The vfs_inode Structure
typedef struct vfs_inode {
dev_t i_dev; // Device number
unsigned long i_ino; // Inode number
uid_t i_uid; // Owner user ID
gid_t i_gid; // Owner group ID
u32 i_size; // Size in bytes
u16 i_mode; // Type and permissions
u16 i_count; // Reference count
u16 i_links_count; // Hard link count
time_t i_atime; // Last access time
time_t i_mtime; // Last modification time
time_t i_ctime; // Last status change time
vfs_superblock_t* i_sb; // Pointer to superblock
struct inode_operations* i_op; // Operations for this inode
union {
struct ext2_inode* i_ext2; // Filesystem-specific data
} u;
} vfs_inode_t;
Inode Operations
The inode_operations structure contains function pointers for operations
specific to this inode type:
struct inode_operations {
int (*lookup)(struct vfs_inode*, const char*, int, struct vfs_inode**);
int (*create)(struct vfs_inode*, const char*, int, mode_t);
int (*mkdir)(struct vfs_inode*, const char*, int, mode_t);
int (*rmdir)(struct vfs_inode*, const char*, int);
int (*unlink)(struct vfs_inode*, const char*, int);
// ... more operations
};
Different inode types support different operations:
- Directories:
lookup,mkdir,rmdir - Regular files:
read,write,truncate
The VFS layer checks that operations are valid for the inode type before calling them.
The vfs_superblock Structure
typedef struct {
dev_t s_dev; // Device this superblock describes
unsigned long s_blocksize; // Block size (e.g., 1024, 4096)
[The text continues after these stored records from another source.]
//! Comprehensive error handling for the Templar CLI.
//!
//! Provides structured errors with:
//! - User-friendly messages
//! - Actionable suggestions
//! - Proper error chaining
//! - Exit code mapping

use std::error::Error;
use std::path::PathBuf;

use owo_colors::OwoColorize;
use thiserror::Error;

use templar_core::error::TemplarError;

// Re-export so callers only need `use crate::error::*`.
pub use templar_core::error::ErrorCategory as CoreCategory;

/// Result type alias for CLI operations.
pub type CliResult<T> = Result<T, CliError>;

/// Comprehensive CLI error types.
#[derive(Debug, Error)]
pub enum CliError {
    /// A `--set` override could not be parsed or typed.
    #[error("Invalid value for tag '{key}': {reason}")]
    InvalidTagValue { key: String, reason: String },

    /// The template directory does not exist.
    #[error("Template not found: {path}")]
    TemplateNotFound { path: PathBuf },

    /// The output directory is non-empty and `--force` was not passed.
    #[error("Output directory is not empty: {path}")]
    OutputNotEmpty { path: PathBuf },

    // ── Config errors ──────────────────────────────────────────────────────
    /// A configuration file could not be read or parsed.
    #[error("Configuration error: {message}")]
    ConfigError {
        message: String,
        #[source]
        source: Option<Box<dyn std::error::Error + Send + Sync>>,
    },

    // ── Core errors ────────────────────────────────────────────────────────
    /// An error propagated from `templar-core`.
    ///
    /// Wrapped here so that the CLI can attach suggestions drawn from the
    /// core error's category without touching core internals.
    #[error("Rendering failed: {0}")]
    Core(#[from] TemplarError),

    // ── System errors ──────────────────────────────────────────────────────
    /// An I/O operation failed.
    #[error("I/O error: {message}")]
    IoError {
        message: String,
        #[source]
        source: std::io::Error,
    },
}

impl From<std::io::Error> for CliError {
    fn from(err: std::io::Error) -> Self {
        CliError::IoError {
            message: err.to_string(),
            source: err,
        }
    }
}

impl CliError {
    /// Get user-actionable suggestions for fixing this error.
    pub fn suggestions(&self) -> Vec<String> {
        match self {
            Self::InvalidTagValue { key, reason } => vec![
                format!("Tag '{}' could not be set: {}", key, reason),
                "Overrides use KEY=VALUE, e.g. --set useDocker=true".into(),
                "Conditional tags take true or false".into(),
                "See the declared tags with: templar tags <TEMPLATE>".into(),
            ],

            Self::TemplateNotFound { path } => vec![
                format!("No template directory at '{}'", path.display()),
                "Pass the directory that contains the template files".into(),
            ],

            Self::OutputNotEmpty { path } => vec![
                format!("'{}' already contains files", path.display()),
                "Use --force to write anyway (existing files may be overwritten)".into(),
                "Choose a different output directory".into(),
            ],

            Self::ConfigError { message, .. } => vec![
                format!("Configuration issue: {}", message),
                "Check your config file, or pass one with --config".into(),
            ],

            Self::Core(core_err) => core_err.suggestions(),

            Self::IoError { message, .. } => vec![
                format!("I/O operation failed: {}", message),
                "Check file permissions".into(),
                "Ensure the parent directory exists".into(),
            ],
        }
    }

    /// Get the error category for styling and exit codes.
    pub fn category(&self) -> ErrorCategory {
        match self {
            Self::InvalidTagValue { .. } => ErrorCategory::UserError,
            Self::TemplateNotFound { .. } => ErrorCategory::NotFound,
            Self::OutputNotEmpty { .. } => ErrorCategory::UserError,
            Self::ConfigError { .. } => ErrorCategory::Configuration,
            Self::Core(core) => match core.category() {
                CoreCategory::Validation
                | CoreCategory::Template
                | CoreCategory::Expression => ErrorCategory::UserError,
                CoreCategory::NotFound => ErrorCategory::NotFound,
                CoreCategory::Internal => ErrorCategory::Internal,
            },
            Self::IoError { .. } => ErrorCategory::Internal,
        }
    }

    /// Exit code to pass to the OS.
    ///
    /// | Category      | Code |
    /// |---------------|------|
    /// | User error    |  2   |
    /// | Not found     |  3   |
    /// | Configuration |  4   |
    /// | Internal      |  1   |
    pub fn exit_code(&self) -> u8 {
        match self.category() {
            ErrorCategory::UserError => 2,
            ErrorCategory::NotFound => 3,
            ErrorCategory::Configuration => 4,
            ErrorCategory::Internal => 1,
        }
    }

    /// Format the error for display with colors and suggestions.
    pub fn format_colored(&self, verbose: bool) -> String {
        let mut output = String::new();

        // Error header
        output.push_str(&format!(
            "\n{} {}\n\n",
            "✗".red().bold(),
            "Error:".red().bold()
        ));

        // Main error message
        output.push_str(&format!("  {}\n", self.to_string().red()));

        // Error chain (if verbose)
        if verbose {
            let mut source = self.source();
            while let Some(err) = source {
                output.push_str(&format!(
                    "\n  {} {}\n",
                    "→".dimmed(),
                    err.to_string().dimmed()
                ));
                source = err.source();
            }
        }

        // Suggestions
        let suggestions = self.suggestions();
        if !suggestions.is_empty() {
            output.push_str(&format!("\n{}\n", "Suggestions:".yellow().bold()));
            for suggestion in suggestions {
                output.push_str(&format!("  {}\n", suggestion));
            }
        }

        // Hint to re-run with -v
        if !verbose {
            output.push('\n');
            output.push_str(&format!(
                "{} {}\n",
                "\u{2139}".blue(), // ℹ
                "Use -v / --verbose for more details.".dimmed(),
            ));
        }

        output
    }

    /// Plain-text version of [`Self::format_colored`] — no ANSI codes.
    pub fn format_plain(&self, verbose: bool) -> String {
        let mut out = String::new();
        out.push_str(&format!("\nError: {}\n", self));

        if verbose {
            let mut src = std::error::Error::source(self);
            while let Some(err) = src {
                out.push_str(&format!("  Caused by: {err}\n"));
                src = err.source();
            }
        }

        let suggestions = self.suggestions();
        if !suggestions.is_empty() {
            out.push_str("\nSuggestions:\n");
            for s in &suggestions {
                out.push_str(&format!("  {s}\n"));
            }
        }

        if !verbose {
            out.push_str("\nUse -v / --verbose for more details.\n");
        }

        out
    }

    /// Log the error using tracing.
    pub fn log(&self) {
        match self.category() {
            ErrorCategory::UserError => tracing::warn!("User error: {}", self),
            ErrorCategory::NotFound => tracing::warn!("Not found: {}", self),
            ErrorCategory::Configuration => tracing::error!("Configuration error: {}", self),
            ErrorCategory::Internal => tracing::error!("Internal error: {}", self),
        }

        if let Some(source) = self.source() {
            tracing::debug!("Caused by: {}", source);
        }
    }
}

/// Error categories for classification.
#[derive(Debug, Clone, Copy, PartialEq, Eq)]
pub enum ErrorCategory {
    /// User input error (validation, invalid arguments).
    UserError,
    /// Resource not found.
    NotFound,
    /// Configuration error.
    Configuration,
    /// Internal/system error.
    Internal,
}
struct vfs_inode* s_root_node; // Root directory inode
struct super_operations* s_op; // Superblock operations
union {
struct {
struct ext2_superblock* s_es;
struct ext2_block_group_descriptor* s_group_desc;
u32 s_groups_count;
} ext2_sb;
} u;
} vfs_superblock_t;
The superblock represents a mounted filesystem. Each block device has one superblock, which serves as the entry point for that filesystem.
Key Responsibilities
Device Association:
- Links the VFS layer to a specific block device via
s_dev - All inodes from this filesystem point back to this superblock
Root Entry Point:
s_root_nodeis the starting point for path resolution- For the root filesystem, this is
/ - For mounted filesystems, this is the mount point
Block Size:
s_blocksizedefines the fundamental allocation unit- Common values: 1024, 2048, 4096 bytes
- Must match the underlying filesystem's block size
Filesystem-Specific Data:
- The union contains structures specific to the filesystem type
- For ext2: superblock, block group descriptors, and group count
- These are read from disk during mount
Per-Process Directory Context
Each process maintains two directory inodes:
struct process {
vfs_inode_t* root; // Root directory (usually /)
vfs_inode_t* pwd; // Current working directory
};
root: The process's root directory, normally /.
pwd: The current working directory, changed with chdir(). Relative paths are resolved from here.
Both hold references to their inodes, which are released when the process exits or changes directories.
Design Philosophy
The VFS layer provides several key benefits. It offers abstraction by allowing
user programs and kernel code to work with filesystems without knowing
their implementation details. The same open() syscall works identically
regardless of whether it's ext2, FAT32, or any other filesystem.
This design also provides flexibility, as new filesystems can be added by simply implementing the required operation structures without modifying any existing calling code. The VFS promotes isolation by handling common tasks like path parsing and permission checks in one place, reducing code duplication across different filesystem implementations. Finally, it enhances safety through reference counting, which prevents use-after-free bugs by ensuring inodes aren't freed while they're still in use by processes or the system.